To be eligible, an individual must have a disability that was present before age 26. Participants must be eligible for SSI or Social Security Disability Insurance (SSDI), be blind, have a significant disability documented by a physician, or have a disability that is included on the Social Security Administration's Compassionate Allowances Conditions list. New York residency is required and only one account per individual is permitted.
The program was modeled after the 529 College Savings Program and adopted under the federal Stephen Beck Jr. Achieving a Better Life Experience Act of 2014. New York is one of 40 states in the country that offer this type of program. NY ABLE provides a variety of investment options.

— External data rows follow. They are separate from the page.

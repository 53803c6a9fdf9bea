//! Output rendering and formatting

use comfy_table::{presets::UTF8_FULL, Attribute, Cell, ContentArrangement, Table};
use console::{Style, Term};
use serde_json::json;
use std::io;
use std::path::Path;
use tap_types::{DescriptorTable, InstallReport, ReleaseDescriptor};

use crate::error::CliError;

/// Output renderer for CLI results
#[derive(Clone)]
pub struct OutputRenderer {
    /// Use JSON output format
    json_output: bool,
    term: Term,
}

impl OutputRenderer {
    pub fn new(json_output: bool) -> Self {
        Self {
            json_output,
            term: Term::stdout(),
        }
    }

    fn print_json(value: &serde_json::Value) -> io::Result<()> {
        let json = serde_json::to_string_pretty(value).map_err(io::Error::other)?;
        println!("{json}");
        Ok(())
    }

    pub fn render_install_report(&self, report: &InstallReport) -> io::Result<()> {
        if self.json_output {
            return Self::print_json(&serde_json::to_value(report).map_err(io::Error::other)?);
        }

        println!(
            "{} {} {} ({})",
            self.ok_marker(),
            self.bold(&report.name),
            report.version,
            report.platform
        );
        println!("  Installed to: {}", report.artifact.display());
        println!("  Archive:      {}", report.url);
        println!("  SHA-256:      {}", report.checksum);
        println!("  Downloaded:   {}", format_size(report.bytes_downloaded));
        println!("Completed in {}ms", report.duration_ms);
        Ok(())
    }

    pub fn render_descriptor(&self, descriptor: &ReleaseDescriptor) -> io::Result<()> {
        if self.json_output {
            return Self::print_json(&serde_json::to_value(descriptor).map_err(io::Error::other)?);
        }

        println!("Platform: {}", descriptor.platform);
        println!("Version:  {}", descriptor.version);
        println!("URL:      {}", descriptor.url);
        println!("SHA-256:  {}", descriptor.checksum);
        Ok(())
    }

    pub fn render_platforms(&self, table: &DescriptorTable) -> io::Result<()> {
        if self.json_output {
            let platforms: Vec<_> = table
                .platforms()
                .map(|platform| {
                    json!({
                        "platform": platform.to_string(),
                        "archive": table.archive_name(platform, &table.version),
                    })
                })
                .collect();
            return Self::print_json(&json!({
                "name": table.name,
                "version": table.version.to_string(),
                "platforms": platforms,
            }));
        }

        println!("{} {}", self.bold(&table.name), table.version);
        if !table.desc.is_empty() {
            println!("{}", table.desc);
        }
        println!();

        let mut out = Table::new();
        out.load_preset(UTF8_FULL)
            .set_content_arrangement(ContentArrangement::Dynamic);
        out.set_header(vec![
            Cell::new("Platform").add_attribute(Attribute::Bold),
            Cell::new("Archive").add_attribute(Attribute::Bold),
            Cell::new("SHA-256").add_attribute(Attribute::Bold),
        ]);
        for asset in &table.assets {
            let platform = asset.platform();
            out.add_row(vec![
                Cell::new(platform),
                Cell::new(table.archive_name(platform, &table.version)),
                Cell::new(&asset.sha256),
            ]);
        }
        println!("{out}");
        Ok(())
    }

    pub fn render_check(&self, path: &Path) -> io::Result<()> {
        if self.json_output {
            return Self::print_json(&json!({
                "path": path.display().to_string(),
                "ok": true,
            }));
        }
        println!("{} self-check passed: {}", self.ok_marker(), path.display());
        Ok(())
    }

    pub fn render_stamped(&self, table: &DescriptorTable, output: &Path) -> io::Result<()> {
        if self.json_output {
            return Self::print_json(&json!({
                "version": table.version.to_string(),
                "output": output.display().to_string(),
                "assets": table.assets.len(),
            }));
        }
        println!(
            "{} stamped {} {} ({} platforms) into {}",
            self.ok_marker(),
            table.name,
            table.version,
            table.assets.len(),
            output.display()
        );
        Ok(())
    }

    /// Stamped table sent to stdout. JSON mode wraps the TOML text in an envelope.
    pub fn render_stamped_toml(&self, table: &DescriptorTable, rendered: &str) -> io::Result<()> {
        if self.json_output {
            return Self::print_json(&json!({
                "version": table.version.to_string(),
                "assets": table.assets.len(),
                "toml": rendered,
            }));
        }
        print!("{rendered}");
        Ok(())
    }

    /// Report a failure; JSON mode keeps stdout parseable
    pub fn render_error(&self, error: &CliError) {
        if self.json_output {
            let value = json!({
                "error": {
                    "kind": error.failure_kind().as_str(),
                    "code": error.user_code(),
                    "message": error.to_string(),
                    "hint": error.user_hint(),
                }
            });
            if let Ok(rendered) = serde_json::to_string_pretty(&value) {
                println!("{rendered}");
            }
            return;
        }

        let label = if self.supports_color() {
            Style::new().red().bold().apply_to("Error:").to_string()
        } else {
            "Error:".to_string()
        };
        eprintln!("{label} {error}");
        if let Some(code) = error.user_code() {
            eprintln!("  Code: {code}");
        }
        if let Some(hint) = error.user_hint() {
            eprintln!("  Hint: {hint}");
        }
    }

    fn ok_marker(&self) -> String {
        if self.supports_color() {
            Style::new().green().apply_to("[OK]").to_string()
        } else {
            "[OK]".to_string()
        }
    }

    fn bold(&self, text: &str) -> String {
        if self.supports_color() {
            Style::new().bold().apply_to(text).to_string()
        } else {
            text.to_string()
        }
    }

    fn supports_color(&self) -> bool {
        self.term.features().colors_supported()
    }
}

/// Format a byte count for humans
fn format_size(bytes: u64) -> String {
    const UNITS: [&str; 4] = ["B", "KB", "MB", "GB"];
    #[allow(clippy::cast_precision_loss)]
    let mut size = bytes as f64;
    let mut unit = 0;
    while size >= 1024.0 && unit < UNITS.len() - 1 {
        size /= 1024.0;
        unit += 1;
    }
    if unit == 0 {
        format!("{bytes} B")
    } else {
        format!("{size:.1} {}", UNITS[unit])
    }
}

Earnings and distributions from NY ABLE accounts are tax-free provided the funds are used for qualified disability expenses.** These include costs for education, health and wellness, transportation and housing, among other expenses. Users can access funds in several ways, including an optional checking account and debit card.
To set up an account, go to: https://www.mynyable.org/ or call 1-855-5NY-ABLE. A copy of the program's disclosure booklet and participation agreement is available at https://cdn.unite529.com/jcdn/files/NYB/pdfs/programdescription.pdf
*ABLE programs are intended to supplement other governmental and private benefits, including SSI and Medicaid. Please consult with your benefits administrator for additional information.
**Earnings on non-qualified withdrawals may be subject to federal and state and local income tax and a 10 percent federal penalty tax.